Your story may not have the sweep of the Exodus from Egypt, of course – one of my own stories is about finding a parking place right where I needed it, late on a night of grief and uncertainty, and feeling that little moment wrap around me as assurance of God’s faithful presence and care.  Every time I remember that moment, tell that story to myself or someone else, I’m wrapped again in that vivid assurance of faithful love.


Or maybe it’s a family story, generations back, of emigrating to a new land to find freedom and abundance; maybe it’s how your grandfather’s law practice or your great-aunt’s bakery quietly provided services or food to those who couldn’t pay, to the point where it could ruin the business, and yet the family always had enough. 

And even without naming God, your heart and your history knows this as an experience of God’s faithfulness.

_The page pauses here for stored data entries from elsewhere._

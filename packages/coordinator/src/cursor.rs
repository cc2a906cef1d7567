//! Resume points for incremental sync jobs.
//!
//! A sync job that walks a remote source page by page stores "where it got
//! to" after each committed batch, never before. A restarted run picks up
//! from the last committed value.

use std::sync::Arc;

use crate::error::Result;
use crate::kv::KvStore;

/// Named cursor values under one scope, e.g. `job:sync-bitmagnet:cursor`.
#[derive(Clone)]
pub struct CursorStore {
    scope: String,
    store: Arc<dyn KvStore>,
}

impl std::fmt::Debug for CursorStore {
    fn fmt(&self, f: &mut std::fmt::Formatter<'_>) -> std::fmt::Result {
        f.debug_struct("CursorStore").field("scope", &self.scope).finish()
    }
}

impl CursorStore {
    pub fn new(store: Arc<dyn KvStore>, scope: impl Into<String>) -> Self {
        Self {
            scope: scope.into(),
            store,
        }
    }

    /// Cursor store for a job's default scope, `job:<job>:cursor`.
    pub fn for_job(store: Arc<dyn KvStore>, job: &str) -> Self {
        Self::new(store, format!("job:{job}:cursor"))
    }

    pub fn scope(&self) -> &str {
        &self.scope
    }

    pub async fn get(&self, key: &str) -> Result<Option<String>> {
        Ok(self.store.get(&self.scope, key).await?.map(|entry| entry.value))
    }

    /// Current value, or `default` when nothing was committed yet.
    pub async fn get_or(&self, key: &str, default: &str) -> Result<String> {
        Ok(self.get(key).await?.unwrap_or_else(|| default.to_string()))
    }

    pub async fn set(&self, key: &str, value: &str) -> Result<()> {
        self.store.set(&self.scope, key, value).await
    }

    /// Forget the cursor so the next run starts from the beginning.
    pub async fn delete(&self, key: &str) -> Result<bool> {
        self.store.delete(&self.scope, key).await
    }
}
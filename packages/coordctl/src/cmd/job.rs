//! Tracked job inspection

use anyhow::{anyhow, Result};
use colored::Colorize;
use coordinator::{retain_buckets, standard_fleet, Database, Job, JobStatus, JobTracker, SystemClock};
use std::sync::Arc;

use crate::JobCommand;

/// Tracker of a standard worker, with the same retention the fleet uses.
fn tracker(db: &Database, worker: &str) -> Result<JobTracker> {
    let spec = standard_fleet()
        .into_iter()
        .find(|spec| spec.name == worker)
        .ok_or_else(|| anyhow!("unknown worker {worker}"))?;
    let tracked = spec
        .tracker
        .ok_or_else(|| anyhow!("worker {worker} does not track its jobs"))?;

    Ok(JobTracker::new(
        tracked.name,
        db.kv(),
        retain_buckets(tracked.format, tracked.retention, Arc::new(SystemClock)),
    ))
}

fn status(status: JobStatus) -> colored::ColoredString {
    match status {
        JobStatus::Done => status.as_str().green(),
        JobStatus::Started => status.as_str().yellow(),
        JobStatus::Failed => status.as_str().red().bold(),
    }
}

fn print_job(job: &Job<()>) {
    println!(
        "{:<16} {:<8} {}  {}",
        job.id,
        status(job.status),
        job.created_at.format("%Y-%m-%d %H:%M:%S").to_string().dimmed(),
        job.error.as_deref().unwrap_or_default()
    );
}

pub async fn job(db: &Database, command: JobCommand) -> Result<()> {
    match command {
        JobCommand::Get { worker, id } => match tracker(db, &worker)?.get(&id).await? {
            Some(job) => print_job(&job),
            None => println!("{}", format!("no record for {id}").dimmed()),
        },
        JobCommand::Last { worker } => match tracker(db, &worker)?.get_last().await? {
            Some(job) => print_job(&job),
            None => println!("{}", "no records".dimmed()),
        },
        JobCommand::List { worker } => {
            let jobs = tracker(db, &worker)?.list().await?;
            println!("{}", format!("{} ({} records)", worker, jobs.len()).cyan().bold());
            println!("{}", "─".repeat(60).dimmed());
            for job in &jobs {
                print_job(job);
            }
        }
        JobCommand::Clear { worker, id } => {
            if tracker(db, &worker)?.delete(&id).await? {
                println!("{} {worker}/{id}", "cleared".green());
            } else {
                println!("{}", format!("no record for {id}").dimmed());
            }
        }
        JobCommand::Evict { worker } => {
            let count = tracker(db, &worker)?.evict().await?;
            println!("{} {count} records", "evicted".green());
        }
    }
    Ok(())
}
//! Command implementations

pub mod cursor;
pub mod graph;
pub mod job;
pub mod lock;
pub mod run;
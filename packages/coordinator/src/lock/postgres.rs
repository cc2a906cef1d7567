//! Session-scoped Postgres advisory locks.
//!
//! `pg_advisory_lock` belongs to the connection that took it, so each handle
//! checks out a dedicated pooled connection and keeps it for as long as it
//! holds at least one level. Once the depth drops back to zero the
//! connection goes back to the pool.
//!
//! The server counts nested acquisitions per session, so every successful
//! acquire is paired with exactly one `pg_advisory_unlock`.

use async_trait::async_trait;
use sqlx::pool::PoolConnection;
use sqlx::postgres::{PgPool, Postgres};
use tracing::{debug, error, warn};

use super::{key_pair, lock_name, AdvisoryLock};
use crate::error::LockError;

/// Handle on a Postgres advisory lock.
///
/// Dropping a handle that still holds levels closes its connection instead of
/// returning it to the pool; the server frees the locks with the session.
#[derive(Debug)]
pub struct PostgresAdvisoryLock {
    pool: PgPool,
    name: String,
    key_a: i32,
    key_b: i32,
    session: Option<PoolConnection<Postgres>>,
    depth: u32,
    errors: Vec<LockError>,
}

impl PostgresAdvisoryLock {
    /// Create a handle and check out its session.
    pub async fn new(pool: PgPool, names: &[&str]) -> Result<Self, LockError> {
        let name = lock_name(names);
        let (key_a, key_b) = key_pair(names);
        let session = pool.acquire().await.map_err(|source| {
            error!(name = %name, error = %source, "lock session checkout failed");
            LockError::Session {
                name: name.clone(),
                source,
            }
        })?;

        Ok(Self {
            pool,
            name,
            key_a,
            key_b,
            session: Some(session),
            depth: 0,
            errors: Vec::new(),
        })
    }

    /// The `(int4, int4)` key this handle locks.
    pub fn key(&self) -> (i32, i32) {
        (self.key_a, self.key_b)
    }

    async fn session(&mut self) -> Option<&mut PoolConnection<Postgres>> {
        if self.session.is_none() {
            match self.pool.acquire().await {
                Ok(conn) => self.session = Some(conn),
                Err(source) => {
                    error!(name = %self.name, error = %source, "lock session checkout failed");
                    self.errors.push(LockError::Session {
                        name: self.name.clone(),
                        source,
                    });
                    return None;
                }
            }
        }
        self.session.as_mut()
    }

    /// Give the session back once nothing is held on it.
    fn finish(&mut self) {
        if self.depth == 0 && self.session.take().is_some() {
            debug!(name = %self.name, "lock session returned");
        }
    }
}

#[async_trait]
impl AdvisoryLock for PostgresAdvisoryLock {
    fn name(&self) -> &str {
        &self.name
    }

    async fn acquire(&mut self) -> bool {
        let (key_a, key_b) = (self.key_a, self.key_b);
        let Some(conn) = self.session().await else {
            return false;
        };

        let result = sqlx::query("SELECT pg_advisory_lock($1, $2)")
            .bind(key_a)
            .bind(key_b)
            .execute(&mut **conn)
            .await;

        match result {
            Ok(_) => {
                self.depth += 1;
                true
            }
            Err(source) => {
                error!(name = %self.name, error = %source, "acquire failed");
                self.errors.push(LockError::Acquire {
                    name: self.name.clone(),
                    source,
                });
                false
            }
        }
    }

    async fn try_acquire(&mut self) -> bool {
        let (key_a, key_b) = (self.key_a, self.key_b);
        let Some(conn) = self.session().await else {
            return false;
        };

        let result = sqlx::query_scalar::<_, bool>("SELECT pg_try_advisory_lock($1, $2)")
            .bind(key_a)
            .bind(key_b)
            .fetch_one(&mut **conn)
            .await;

        match result {
            Ok(true) => {
                self.depth += 1;
                true
            }
            Ok(false) => {
                debug!(name = %self.name, depth = self.depth, "try acquire: lock busy");
                false
            }
            Err(source) => {
                error!(name = %self.name, error = %source, "try acquire failed");
                self.errors.push(LockError::Acquire {
                    name: self.name.clone(),
                    source,
                });
                false
            }
        }
    }

    async fn release(&mut self) -> bool {
        if self.depth == 0 {
            self.finish();
            return false;
        }

        let (key_a, key_b) = (self.key_a, self.key_b);
        let Some(conn) = self.session.as_mut() else {
            // Depth without a session cannot happen: the session is only
            // dropped at depth zero.
            return false;
        };

        let result = sqlx::query_scalar::<_, bool>("SELECT pg_advisory_unlock($1, $2)")
            .bind(key_a)
            .bind(key_b)
            .fetch_one(&mut **conn)
            .await;

        match result {
            Ok(true) => {
                self.depth -= 1;
                self.finish();
                true
            }
            Ok(false) => {
                warn!(name = %self.name, depth = self.depth, "release: lock was not held by this session");
                false
            }
            Err(source) => {
                error!(name = %self.name, error = %source, "release failed");
                self.errors.push(LockError::Release {
                    name: self.name.clone(),
                    source,
                });
                false
            }
        }
    }

    async fn release_all(&mut self) -> bool {
        if self.depth == 0 {
            self.finish();
            return false;
        }

        while self.depth > 0 {
            if !self.release().await {
                break;
            }
        }

        if self.depth != 0 {
            error!(name = %self.name, depth = self.depth, "release all failed");
            return false;
        }
        true
    }

    fn held(&self) -> u32 {
        self.depth
    }

    fn err(&self) -> Option<&LockError> {
        self.errors.last()
    }

    fn errors(&self) -> &[LockError] {
        &self.errors
    }
}

impl Drop for PostgresAdvisoryLock {
    fn drop(&mut self) {
        if self.depth == 0 {
            return;
        }
        if let Some(conn) = self.session.take() {
            warn!(name = %self.name, depth = self.depth, "lock dropped while held, closing session");
            // Closing the connection ends the session, which releases its
            // advisory locks server-side.
            drop(conn.detach());
        }
    }
}
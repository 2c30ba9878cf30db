//! # Tether Regions
//!
//! The registry of native code fragments and the path that runs them.
//!
//! ## Key Types
//!
//! - [`RegionTable`]: regions loaded from a descriptor, looked up by token
//! - [`FlagSanitizer`]: keeps client flags away from control bits
//! - [`RegionInvoker`]: lookup, sanitize, enter, sanitize
//!
//! ## Descriptor format
//!
//! ```text
//! u32 count
//! count × { u32 token, u32 length, length bytes of code }
//! ```
//!
//! All integers are little-endian. Each payload is copied into its own
//! executable block followed by a `RET`.

pub mod descriptor;
pub mod error;
pub mod invoke;
pub mod sanitize;
pub mod table;

pub use descriptor::{parse_descriptor, RegionRecord};
pub use error::{InvokeError, RegistryError};
pub use invoke::RegionInvoker;
pub use sanitize::{sanitize_for_execution, sanitize_for_return, FlagSanitizer, SanitizedFlags};
pub use table::{RegionTable, TetherRegion};
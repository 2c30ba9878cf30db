//! Flags-register sanitization
//!
//! Only the status bits in [`Rflags::STATUS_MASK`] cross the boundary in
//! either direction. Everything else the region runs with comes from the
//! server's own flags; everything else the client gets back is what it sent.

use tether_hal::FlagSource;
use tether_types::Rflags;

/// Result of sanitizing a client's flags before execution
#[derive(Debug, Clone, Copy, PartialEq, Eq)]
pub struct SanitizedFlags {
    /// Value the region runs with
    pub execution: Rflags,
    /// The client's value, kept for the return path
    pub original: Rflags,
}

/// Overlays the client's status bits onto the real baseline
pub fn sanitize_for_execution(client: Rflags, baseline: Rflags) -> SanitizedFlags {
    SanitizedFlags {
        execution: baseline.with_status_of(client),
        original: client,
    }
}

/// Overlays the region's status bits onto the client's original value
pub fn sanitize_for_return(original: Rflags, post_execution: Rflags) -> Rflags {
    original.with_status_of(post_execution)
}

/// Sanitizer bound to a live flag source
#[derive(Debug, Default)]
pub struct FlagSanitizer<F> {
    source: F,
}

impl<F: FlagSource> FlagSanitizer<F> {
    pub fn new(source: F) -> Self {
        Self { source }
    }

    /// Reads the baseline now and overlays the client's status bits
    pub fn for_execution(&self, client: Rflags) -> SanitizedFlags {
        sanitize_for_execution(client, self.source.read_flags())
    }

    pub fn for_return(&self, sanitized: &SanitizedFlags, post_execution: Rflags) -> Rflags {
        sanitize_for_return(sanitized.original, post_execution)
    }
}
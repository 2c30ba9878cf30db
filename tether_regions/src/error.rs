//! Registry and invocation errors

use std::path::PathBuf;
use tether_hal::MemoryError;
use thiserror::Error;

/// Failures building the region table; all of them abort startup
#[derive(Debug, Error)]
pub enum RegistryError {
    #[error("Failed to read region descriptor {}: {source}", path.display())]
    Io {
        path: PathBuf,
        #[source]
        source: std::io::Error,
    },

    #[error("Region descriptor truncated at offset {offset}: need {needed} bytes, {available} left")]
    Truncated {
        offset: usize,
        needed: usize,
        available: usize,
    },

    #[error("Region descriptor has {count} trailing bytes after the last record")]
    TrailingBytes { count: usize },

    #[error("Failed to prepare region {index}: {source}")]
    Memory {
        index: usize,
        #[source]
        source: MemoryError,
    },
}

#[derive(Debug, Clone, PartialEq, Eq, Error)]
pub enum InvokeError {
    #[error("Invalid token {token}: {regions} regions loaded")]
    InvalidToken { token: u64, regions: usize },
}
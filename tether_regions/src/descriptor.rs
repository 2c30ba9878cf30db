//! Region descriptor parsing

use crate::error::RegistryError;

/// One record of a descriptor, borrowing its payload
#[derive(Debug, Clone, Copy, PartialEq, Eq)]
pub struct RegionRecord<'a> {
    pub token: u32,
    pub payload: &'a [u8],
}

struct Reader<'a> {
    bytes: &'a [u8],
    offset: usize,
}

impl<'a> Reader<'a> {
    fn take(&mut self, needed: usize) -> Result<&'a [u8], RegistryError> {
        let available = self.bytes.len() - self.offset;
        if needed > available {
            return Err(RegistryError::Truncated {
                offset: self.offset,
                needed,
                available,
            });
        }

        let slice = &self.bytes[self.offset..self.offset + needed];
        self.offset += needed;
        Ok(slice)
    }

    fn u32(&mut self) -> Result<u32, RegistryError> {
        let raw = self.take(4)?;
        Ok(u32::from_le_bytes([raw[0], raw[1], raw[2], raw[3]]))
    }
}

/// Splits a descriptor into its records
///
/// The whole input must be consumed: a short header, a short record or any
/// bytes after the last record are errors.
pub fn parse_descriptor(bytes: &[u8]) -> Result<Vec<RegionRecord<'_>>, RegistryError> {
    let mut reader = Reader { bytes, offset: 0 };
    let count = reader.u32()?;

    // Each record needs at least its 8-byte header
    let mut records = Vec::with_capacity((count as usize).min(bytes.len() / 8));
    for _ in 0..count {
        let token = reader.u32()?;
        let len = reader.u32()?;
        let payload = reader.take(len as usize)?;
        records.push(RegionRecord { token, payload });
    }

    let trailing = bytes.len() - reader.offset;
    if trailing != 0 {
        return Err(RegistryError::TrailingBytes { count: trailing });
    }
    Ok(records)
}

#[cfg(test)]
pub(crate) fn build_descriptor(regions: &[(u32, &[u8])]) -> Vec<u8> {
    let mut out = Vec::new();
    out.extend_from_slice(&(regions.len() as u32).to_le_bytes());
    for (token, payload) in regions {
        out.extend_from_slice(&token.to_le_bytes());
        out.extend_from_slice(&(payload.len() as u32).to_le_bytes());
        out.extend_from_slice(payload);
    }
    out
}

#[cfg(test)]
mod tests {
    use super::*;

    #[test]
    fn test_parse_two_records() {
        let bytes = build_descriptor(&[(0, &[0x90]), (1, &[0x48, 0x83, 0xC0, 0x05])]);
        let records = parse_descriptor(&bytes).unwrap();

        assert_eq!(records.len(), 2);
        assert_eq!(records[0], RegionRecord { token: 0, payload: &[0x90] });
        assert_eq!(records[1].token, 1);
        assert_eq!(records[1].payload, &[0x48, 0x83, 0xC0, 0x05]);
    }

    #[test]
    fn test_empty_descriptor() {
        assert!(parse_descriptor(&0u32.to_le_bytes()).unwrap().is_empty());
    }

    #[test]
    fn test_zero_length_payload() {
        let bytes = build_descriptor(&[(0, &[])]);
        let records = parse_descriptor(&bytes).unwrap();
        assert!(records[0].payload.is_empty());
    }

    #[test]
    fn test_truncated_header() {
        assert!(matches!(
            parse_descriptor(&[1, 0]),
            Err(RegistryError::Truncated { offset: 0, needed: 4, available: 2 })
        ));
    }

    #[test]
    fn test_every_truncation_is_rejected() {
        let bytes = build_descriptor(&[(0, &[0x90, 0x90]), (1, &[0xCC])]);
        for len in 0..bytes.len() {
            assert!(
                matches!(
                    parse_descriptor(&bytes[..len]),
                    Err(RegistryError::Truncated { .. })
                ),
                "prefix of {} bytes accepted",
                len
            );
        }
    }

    #[test]
    fn test_count_larger_than_records() {
        let mut bytes = build_descriptor(&[(0, &[0x90])]);
        bytes[0] = 2;
        assert!(matches!(
            parse_descriptor(&bytes),
            Err(RegistryError::Truncated { .. })
        ));
    }

    #[test]
    fn test_huge_count_does_not_preallocate() {
        let bytes = u32::MAX.to_le_bytes();
        assert!(matches!(
            parse_descriptor(&bytes),
            Err(RegistryError::Truncated { offset: 4, .. })
        ));
    }

    #[test]
    fn test_trailing_bytes() {
        let mut bytes = build_descriptor(&[(0, &[0x90])]);
        bytes.extend_from_slice(&[0xAA, 0xBB]);
        assert!(matches!(
            parse_descriptor(&bytes),
            Err(RegistryError::TrailingBytes { count: 2 })
        ));
    }
}
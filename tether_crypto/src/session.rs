//! Per-connection session state

use std::fmt;
use tether_types::{SessionId, SESSION_KEY_SIZE};
use zeroize::Zeroize;

/// Symmetric key derived by the handshake, zeroed on drop
#[derive(Clone, PartialEq, Eq)]
pub struct SessionKey([u8; SESSION_KEY_SIZE]);

impl SessionKey {
    pub fn from_bytes(bytes: [u8; SESSION_KEY_SIZE]) -> Self {
        Self(bytes)
    }

    pub fn as_bytes(&self) -> &[u8; SESSION_KEY_SIZE] {
        &self.0
    }
}

impl Drop for SessionKey {
    fn drop(&mut self) {
        self.0.zeroize();
    }
}

impl fmt::Debug for SessionKey {
    fn fmt(&self, f: &mut fmt::Formatter<'_>) -> fmt::Result {
        f.write_str("SessionKey(<redacted>)")
    }
}

/// An established session
///
/// Owned by exactly one connection. Dropping it destroys the key.
#[derive(Debug)]
pub struct Session {
    id: SessionId,
    key: SessionKey,
}

impl Session {
    pub fn new(key: SessionKey) -> Self {
        Self {
            id: SessionId::new(),
            key,
        }
    }

    pub fn id(&self) -> SessionId {
        self.id
    }

    pub fn key(&self) -> &SessionKey {
        &self.key
    }
}

#[cfg(test)]
mod tests {
    use super::*;

    #[test]
    fn test_sessions_get_distinct_ids() {
        let a = Session::new(SessionKey::from_bytes([1; 32]));
        let b = Session::new(SessionKey::from_bytes([1; 32]));
        assert_ne!(a.id(), b.id());
        assert_eq!(a.key(), b.key());
    }

    #[test]
    fn test_key_debug_is_redacted() {
        let key = SessionKey::from_bytes([0x41; 32]);
        let rendered = format!("{:?}", key);
        assert!(!rendered.contains("65"));
        assert!(rendered.contains("redacted"));
    }
}
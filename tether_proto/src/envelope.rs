//! Authenticated register-context envelope

use crate::{PacketType, ProtoError};
use tether_types::{
    NONCE_SIZE, PACKET_TYPE_SIZE, REGISTER_CONTEXT_SIZE, SECURE_ENVELOPE_SIZE, TAG_SIZE,
};

const NONCE_OFFSET: usize = PACKET_TYPE_SIZE;
const CIPHERTEXT_OFFSET: usize = NONCE_OFFSET + NONCE_SIZE;
const TAG_OFFSET: usize = CIPHERTEXT_OFFSET + REGISTER_CONTEXT_SIZE;

/// An encrypted [`tether_types::RegisterContext`] with its nonce and tag
///
/// The ciphertext is always exactly one register context long.
#[derive(Debug, Clone, PartialEq, Eq)]
pub struct SecureEnvelope {
    pub packet_type: PacketType,
    pub nonce: [u8; NONCE_SIZE],
    pub ciphertext: [u8; REGISTER_CONTEXT_SIZE],
    pub tag: [u8; TAG_SIZE],
}

impl SecureEnvelope {
    /// Associated data bound into the tag: the packet-type bytes only
    pub fn associated_data(&self) -> [u8; PACKET_TYPE_SIZE] {
        self.packet_type.to_bytes()
    }

    pub fn encode(&self) -> Vec<u8> {
        let mut out = Vec::with_capacity(SECURE_ENVELOPE_SIZE);
        out.extend_from_slice(&self.packet_type.to_bytes());
        out.extend_from_slice(&self.nonce);
        out.extend_from_slice(&self.ciphertext);
        out.extend_from_slice(&self.tag);
        out
    }

    /// Decodes a complete envelope packet, type tag included
    ///
    /// Only the shape is checked here; authenticity is checked when the
    /// envelope is opened.
    pub fn decode(bytes: &[u8]) -> Result<Self, ProtoError> {
        if bytes.len() != SECURE_ENVELOPE_SIZE {
            return Err(ProtoError::MalformedPacket {
                expected: SECURE_ENVELOPE_SIZE,
                actual: bytes.len(),
            });
        }

        let packet_type = crate::peek_type(bytes)?;
        if !packet_type.is_envelope() {
            return Err(ProtoError::WrongPacketKind {
                expected: "SecureEnvelope",
                actual: packet_type,
            });
        }

        let mut nonce = [0u8; NONCE_SIZE];
        nonce.copy_from_slice(&bytes[NONCE_OFFSET..CIPHERTEXT_OFFSET]);
        let mut ciphertext = [0u8; REGISTER_CONTEXT_SIZE];
        ciphertext.copy_from_slice(&bytes[CIPHERTEXT_OFFSET..TAG_OFFSET]);
        let mut tag = [0u8; TAG_SIZE];
        tag.copy_from_slice(&bytes[TAG_OFFSET..]);

        Ok(Self {
            packet_type,
            nonce,
            ciphertext,
            tag,
        })
    }
}
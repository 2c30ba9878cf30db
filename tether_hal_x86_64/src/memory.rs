//! mmap-backed executable memory
//!
//! Blocks are mapped `PROT_READ | PROT_WRITE`, filled, then switched to
//! `PROT_EXEC` alone. Pages are never writable and executable at the same
//! time, and locked code cannot be read back.

use std::io;
use std::ptr::NonNull;
use tether_hal::{ExecutableMemory, ExecutableRegion, MemoryError, WritableRegion};

/// One anonymous private mapping, unmapped on drop
#[derive(Debug)]
struct Mapping {
    base: NonNull<u8>,
    mapped: usize,
    len: usize,
}

impl Mapping {
    fn new(len: usize) -> Result<Self, MemoryError> {
        let mapped = align_up(len, page_size());

        // SAFETY: anonymous private mapping at a kernel-chosen address; no
        // existing memory is affected.
        let base = unsafe {
            libc::mmap(
                std::ptr::null_mut(),
                mapped,
                libc::PROT_READ | libc::PROT_WRITE,
                libc::MAP_PRIVATE | libc::MAP_ANON,
                -1,
                0,
            )
        };
        if base == libc::MAP_FAILED {
            return Err(MemoryError::AllocationFailed {
                len,
                source: io::Error::last_os_error(),
            });
        }

        let base = NonNull::new(base.cast::<u8>()).ok_or_else(|| MemoryError::AllocationFailed {
            len,
            source: io::Error::new(io::ErrorKind::Other, "mmap returned null"),
        })?;
        Ok(Self { base, mapped, len })
    }
}

impl Drop for Mapping {
    fn drop(&mut self) {
        // SAFETY: base/mapped describe exactly the mapping created in `new`,
        // which is owned by this value alone.
        unsafe {
            libc::munmap(self.base.as_ptr().cast(), self.mapped);
        }
    }
}

/// A writable block that has not been locked yet
#[derive(Debug)]
pub struct MmapWritable(Mapping);

impl WritableRegion for MmapWritable {
    fn as_mut_slice(&mut self) -> &mut [u8] {
        // SAFETY: the mapping is readable and writable until it is consumed by
        // `make_executable`, and `len` never exceeds the mapped size.
        unsafe { std::slice::from_raw_parts_mut(self.0.base.as_ptr(), self.0.len) }
    }
}

/// A locked, execute-only block
#[derive(Debug)]
pub struct MmapBlock(Mapping);

impl ExecutableRegion for MmapBlock {
    fn entry(&self) -> *const u8 {
        self.0.base.as_ptr()
    }

    fn len(&self) -> usize {
        self.0.len
    }
}

#[derive(Debug, Default)]
pub struct MmapExecutableMemory;

impl MmapExecutableMemory {
    pub fn new() -> Self {
        Self
    }
}

impl ExecutableMemory for MmapExecutableMemory {
    type Writable = MmapWritable;
    type Executable = MmapBlock;

    fn allocate_writable(&mut self, len: usize) -> Result<MmapWritable, MemoryError> {
        if len == 0 {
            return Err(MemoryError::ZeroLength);
        }
        Mapping::new(len).map(MmapWritable)
    }

    fn make_executable(&mut self, block: MmapWritable) -> Result<MmapBlock, MemoryError> {
        let mapping = block.0;

        // SAFETY: changes protection of a mapping we own; no references into
        // it survive, since `block` was consumed.
        let ret = unsafe {
            libc::mprotect(
                mapping.base.as_ptr().cast(),
                mapping.mapped,
                libc::PROT_EXEC,
            )
        };
        if ret != 0 {
            return Err(MemoryError::ProtectFailed {
                len: mapping.len,
                source: io::Error::last_os_error(),
            });
        }

        Ok(MmapBlock(mapping))
    }
}

fn page_size() -> usize {
    // SAFETY: sysconf has no memory-safety preconditions.
    let size = unsafe { libc::sysconf(libc::_SC_PAGESIZE) };
    if size > 0 {
        size as usize
    } else {
        4096
    }
}

fn align_up(val: usize, align: usize) -> usize {
    (val + align - 1) & !(align - 1)
}
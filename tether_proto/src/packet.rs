//! Packet type tag

use crate::ProtoError;
use tether_types::PACKET_TYPE_SIZE;

/// Leading tag of every packet
#[derive(Debug, Clone, Copy, PartialEq, Eq, Hash)]
#[repr(u32)]
pub enum PacketType {
    /// Public key exchange, sent once in each direction
    KeyExchange = 0,
    /// Client request: run a region with the enclosed context
    ExecuteTetherRegion = 1,
    /// Server response: the context after the region ran
    CPUStateTransfer = 2,
}

impl PacketType {
    pub fn from_wire(raw: u32) -> Result<Self, ProtoError> {
        match raw {
            0 => Ok(PacketType::KeyExchange),
            1 => Ok(PacketType::ExecuteTetherRegion),
            2 => Ok(PacketType::CPUStateTransfer),
            other => Err(ProtoError::UnknownPacketType(other)),
        }
    }

    pub const fn to_wire(self) -> u32 {
        self as u32
    }

    /// Tag bytes as they appear on the wire
    pub const fn to_bytes(self) -> [u8; PACKET_TYPE_SIZE] {
        self.to_wire().to_le_bytes()
    }

    /// Whether packets of this type carry a [`crate::SecureEnvelope`]
    pub const fn is_envelope(self) -> bool {
        matches!(
            self,
            PacketType::ExecuteTetherRegion | PacketType::CPUStateTransfer
        )
    }
}

/// Reads the packet type without validating the rest of the packet
pub fn peek_type(bytes: &[u8]) -> Result<PacketType, ProtoError> {
    let raw = read_u32(bytes, 0).ok_or(ProtoError::MalformedPacket {
        expected: PACKET_TYPE_SIZE,
        actual: bytes.len(),
    })?;
    PacketType::from_wire(raw)
}

pub(crate) fn read_u32(bytes: &[u8], offset: usize) -> Option<u32> {
    let raw = bytes.get(offset..offset + 4)?;
    Some(u32::from_le_bytes([raw[0], raw[1], raw[2], raw[3]]))
}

Maybe it’s a story of a community you’ve been part of, like the congregation that sponsored me for ordination, who told the story of being on the brink of closure, being reminded that death leads to resurrection, and becoming a whole new congregation focused on giving away abundance and welcoming the outcast – so often and compellingly that it was all of our own story, each of us who hadn’t been there.


Maybe your story isn’t precisely a story. Maybe it’s the words of a prayer, or a hymn, or a pattern of scripture, worn smooth with repetition and time --- 

Now I lay me down to sleep…I once was lost, but now am found…. give us this day our daily bread…though I walk through the valley of the shadow of death, I shall fear no evil… all shall be well, and all shall be well, and all manner of things shall be well… Here I am, Lord… the peace of God, which surpasses all understanding, will guard your hearts and your minds in Christ Jesus…

words that started as a stranger’s expression of God’s faithfulness, and have worked their way into your heart, to be your own truth, your own story.


This Lent, this season of renewal and reflection, make it a practice to tell this story of God’s faithfulness – from your own experience, from your family, from scripture or the traditions of the church – at least once a day, to yourself. Tell it to others as often as you can. Tell it as your own story, your offering to God.


And if you don’t know your story yet, this season of prayer and study and reflection can be the time to find it: to sort through your personal experience, the well-worn stories of your family, to read a bit more scripture, and find what resonates with you, what you would like to tell as your own story – and repeat that. Re-read that story. Say that prayer again, and again. Tell the oft-repeated story with your father when it’s the four-hundredth time you’ve heard it this visit.


And listen to our prayers, as we gather. Listen for your story as we tell our shared stories of God’s faithfulness Sunday after Sunday in the scripture we read, in the Creed we repeat, in the consecrating prayers of communion, [in the hymns we sing].


Because all it takes to defeat the devil is the story of God’s faithfulness, which is truly our own story, yours and mine and Jesus’.